Sehr geehrter Herr Neuerer,
mit Interesse aber auch großer Verwunderung habe ich ihren Artikel zu einer angeblich weiteren Radikalisierung der AfD und einer Art von Konzeptlosigkeit gelesen.
Zunächst möchte ich mich mit ihrem Vorwurf der Radikalisierung befassen. Auch weiß ich, dass diese Antwort oder dieser Versuch, mit dem Handelsblatt in eine vernünftige Arbeitsbeziehung zu gelangen, am Ende des Tages weder veröffentlicht wird und wahrscheinlich auch in der Rundablage landet.
Zum Sachverhalt: Die AfD schließt seit Monaten konsequent Mitglieder aus, die nachweislich den Boden der FDGO verlassen oder verlassen haben.
Dazu gehört aber auch, dass Gesetze, wie das Parteirecht und Vereinsrecht, zu beachten sind. Hier sei die Causa Kalbitz aber auch die Causa Pasemann genannt.
Der aktuelle Fall beschreibt diesen Willen meiner Fraktion mehr als deutlich. Wir haben sofort und unmissverständlich Herr Lüth fristlos gekündigt. Auch war Herr Lüth bereits seit mehreren Jahren kein Parteimitglied mehr und von seiner Tätigkeit freigestellt. Hier also eine Radikalisierung ableiten zu wollen, halte ich für einen schlechten journalistischen Stil.
Der letzte Absatz hat mich als Jahrzehnte langer Leser ihrer Zeitung dann allerdings schon sehr getroffen und mehr als enttäuscht. Sie werfen der AfD und damit auch mir vor, keine Konzepte und Antworten zu liefern. Hier muss ich dann wirklich am fairen Umgang zweifeln.
Bereits vor zwei Jahren, noch vor der FDP, brachte ich den „Tarif auf Rädern“ in die Haushaltsdebatte ein. Er soll die kalte Progression mittels eines formelgestützten Automatismusses vermeiden. Zur Anhörung konnte ich Herrn Warnecke vom Bund der Steuerzahler gewinnen – kein Wort davon in ihrer Zeitung.
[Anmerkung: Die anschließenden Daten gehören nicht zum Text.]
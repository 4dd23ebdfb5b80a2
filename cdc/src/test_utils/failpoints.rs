use fail::FailScenario;

/// Fail point configuration scoped to a test.
///
/// Every configured fail point is turned off again when the scenario is dropped.
pub struct CustomFailScenario<'a> {
    _scenario: FailScenario<'a>,
    failpoints: Vec<(String, String)>,
}

impl<'a> CustomFailScenario<'a> {
    pub fn setup(failpoints: &[(&str, &str)]) -> CustomFailScenario<'a> {
        let scenario = FailScenario::setup();
        let failpoints = failpoints
            .iter()
            .map(|(name, action)| (name.to_string(), action.to_string()))
            .collect::<Vec<_>>();

        for (name, action) in failpoints.iter() {
            fail::cfg(name, action).unwrap()
        }

        Self {
            _scenario: scenario,
            failpoints,
        }
    }

    /// Turns off a single fail point before the scenario ends.
    pub fn disable(&self, name: &str) {
        fail::cfg(name, "off").unwrap()
    }

    pub fn teardown(self) {
        drop(self);
    }
}

impl Drop for CustomFailScenario<'_> {
    fn drop(&mut self) {
        for (name, _) in self.failpoints.iter() {
            fail::cfg(name, "off").unwrap()
        }
    }
}
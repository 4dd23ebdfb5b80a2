//! Configuration of changefeeds.
//!
//! [`shared`] holds the serde types of a changefeed and their validation. [`load_config`]
//! reads them from the `configuration` directory and `APP_` environment variables.

mod environment;
mod load;
pub mod shared;

pub use environment::Environment;
pub use load::{Config, LoadConfigError, load_config, load_config_from};
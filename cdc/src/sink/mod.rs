//! Downstream DDL sinks.
//!
//! A [`DdlSink`] applies schema changes to a commit-ordered downstream. DDL execution may
//! take longer than a coordinator tick, so [`DdlSink::emit_ddl_event`] follows a
//! retry-until-done contract: the coordinator calls it with the same event on every tick
//! until it reports completion.

mod background;
mod memory;

pub use background::{BackgroundDdlSink, DdlApplier};
pub use memory::MemoryDdlSink;

use std::future::Future;

use crate::error::CdcResult;
use crate::types::{DdlEvent, TableInfo, TableName, Ts};

/// Checkpoint most recently reported to a sink.
#[derive(Debug, Clone, Default, PartialEq, Eq)]
pub struct SinkCheckpoint {
    pub checkpoint_ts: Ts,
    pub table_names: Vec<TableName>,
}

impl SinkCheckpoint {
    pub fn new(checkpoint_ts: Ts, tables: &[TableInfo]) -> Self {
        Self {
            checkpoint_ts,
            table_names: tables.iter().map(|table| table.name.clone()).collect(),
        }
    }
}

/// Trait for downstream targets that apply DDL in commit order.
pub trait DdlSink {
    /// Reports the changefeed checkpoint and the tables it currently covers.
    ///
    /// Called on every tick in which no DDL is executing. Must not block.
    fn emit_checkpoint_ts(&self, checkpoint_ts: Ts, tables: &[TableInfo]);

    /// Executes `event` downstream.
    ///
    /// Returns `Ok(false)` while the DDL is still being applied and `Ok(true)` once it is done.
    /// Calling again with an event that already completed must return `Ok(true)` without
    /// applying it twice.
    fn emit_ddl_event(&self, event: &DdlEvent) -> impl Future<Output = CdcResult<bool>> + Send;
}
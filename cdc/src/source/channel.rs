use std::collections::VecDeque;
use std::sync::{Arc, Mutex, MutexGuard, PoisonError};

use tracing::debug;

use crate::bail;
use crate::error::{CdcResult, ErrorKind};
use crate::source::DdlJobSource;
use crate::types::{DdlJob, Ts};

/// Jobs not yet popped together with the resolved ts announced by the producer.
#[derive(Debug)]
struct DdlStream {
    jobs: VecDeque<DdlJob>,
    resolved_ts: Ts,
}

#[derive(Debug, Clone)]
struct SharedDdlStream(Arc<Mutex<DdlStream>>);

impl SharedDdlStream {
    fn lock(&self) -> MutexGuard<'_, DdlStream> {
        // The stream holds no invariant a panicking holder could break halfway.
        self.0.lock().unwrap_or_else(PoisonError::into_inner)
    }
}

/// Producer side of a [`ChannelDdlSource`].
///
/// The sender enforces the ordering contract of the DDL stream: jobs arrive with strictly
/// increasing commit ts, never at or below the resolved ts, and the resolved ts never moves
/// backwards.
#[derive(Debug)]
pub struct DdlJobSender {
    stream: SharedDdlStream,
    last_commit_ts: Option<Ts>,
}

impl DdlJobSender {
    /// Pushes a finished job into the stream.
    pub fn send_job(&mut self, job: DdlJob) -> CdcResult<()> {
        let mut stream = self.stream.lock();
        if job.commit_ts <= stream.resolved_ts {
            bail!(
                ErrorKind::DdlSourceError,
                "DDL job is below the resolved ts of the stream",
                format!(
                    "job {} has commit ts {} but the stream is resolved at {}",
                    job.id, job.commit_ts, stream.resolved_ts
                )
            );
        }

        if let Some(last_commit_ts) = self.last_commit_ts
            && job.commit_ts <= last_commit_ts
        {
            bail!(
                ErrorKind::DdlSourceError,
                "DDL job is out of commit order",
                format!(
                    "job {} has commit ts {} but the previous job was committed at {}",
                    job.id, job.commit_ts, last_commit_ts
                )
            );
        }

        self.last_commit_ts = Some(job.commit_ts);
        stream.jobs.push_back(job);

        Ok(())
    }

    /// Advances the resolved ts of the stream.
    ///
    /// Values at or below the current resolved ts are ignored.
    pub fn advance_resolved_ts(&self, resolved_ts: Ts) {
        let mut stream = self.stream.lock();
        if resolved_ts > stream.resolved_ts {
            stream.resolved_ts = resolved_ts;
            debug!(resolved_ts, "ddl stream resolved ts advanced");
        }
    }
}

/// [`DdlJobSource`] reading the jobs and resolved ts published by a [`DdlJobSender`].
///
/// While jobs are buffered the reported resolved ts stays below the oldest of them, so a
/// consumer that drained the stream before reading the resolved ts never skips a job.
#[derive(Debug)]
pub struct ChannelDdlSource {
    stream: SharedDdlStream,
}

impl DdlJobSource for ChannelDdlSource {
    fn pop_front_ddl(&mut self) -> Option<DdlJob> {
        self.stream.lock().jobs.pop_front()
    }

    fn resolved_ts(&self) -> Ts {
        let stream = self.stream.lock();
        match stream.jobs.front() {
            Some(job) => stream.resolved_ts.min(job.commit_ts - 1),
            None => stream.resolved_ts,
        }
    }
}

/// Creates a DDL stream whose resolved ts starts at `initial_resolved_ts`.
pub fn create_ddl_channel(initial_resolved_ts: Ts) -> (DdlJobSender, ChannelDdlSource) {
    let stream = SharedDdlStream(Arc::new(Mutex::new(DdlStream {
        jobs: VecDeque::new(),
        resolved_ts: initial_resolved_ts,
    })));

    let sender = DdlJobSender {
        stream: stream.clone(),
        last_commit_ts: None,
    };
    let source = ChannelDdlSource { stream };

    (sender, source)
}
Weit vor allen anderen stieß ich eine Debatte an, die Grundsteuer abzuschaffen und durch einen Hebesatz auf die Einkommensteuer für Kommunen zu ersetzen. Keine Erwähnung in ihrer Zeitung. Ich brachte einen Antrag in die Debatte ein, Pauschalbeträge auch einer automatischen Dynamisierung zu unterziehen. Derzeit liegt ein Antrag von mir vor, das häusliche Arbeitszimmer wieder abzugsfähig zu machen, wie es bereits einmal Anfang der 2000er war. Dies ist besonders in Zeiten von Corona und dem daraus resultierenden „Homeoffice“ für viele bedeutender denn je. Die Mittelpunktsthoerie und der „Kern der Arbeit“ sind mittlerweile überholt.
Zum fairen demokratischen Diskurs gehört aber eben auch diese Seite der AfD zu erwähnen. Ein pauschales Urteil zur AfD, wie hier von ihnen geschrieben und die Nichterwähnung konstruktiver Anträge führen zur gesellschaftlichen und politischen Sprachlosigkeit. Ein Zustand, der nun wirklich nicht gewollt sein kann.
Trotz aller kritikwürdigen Vorgänge bitte ich im Sinne einer fairen, ausgewogenen und informativen Berichterstattung darum die AfD zu berücksichtigen. Diese faire Chance möchte ich gerne bei Ihnen einfordern.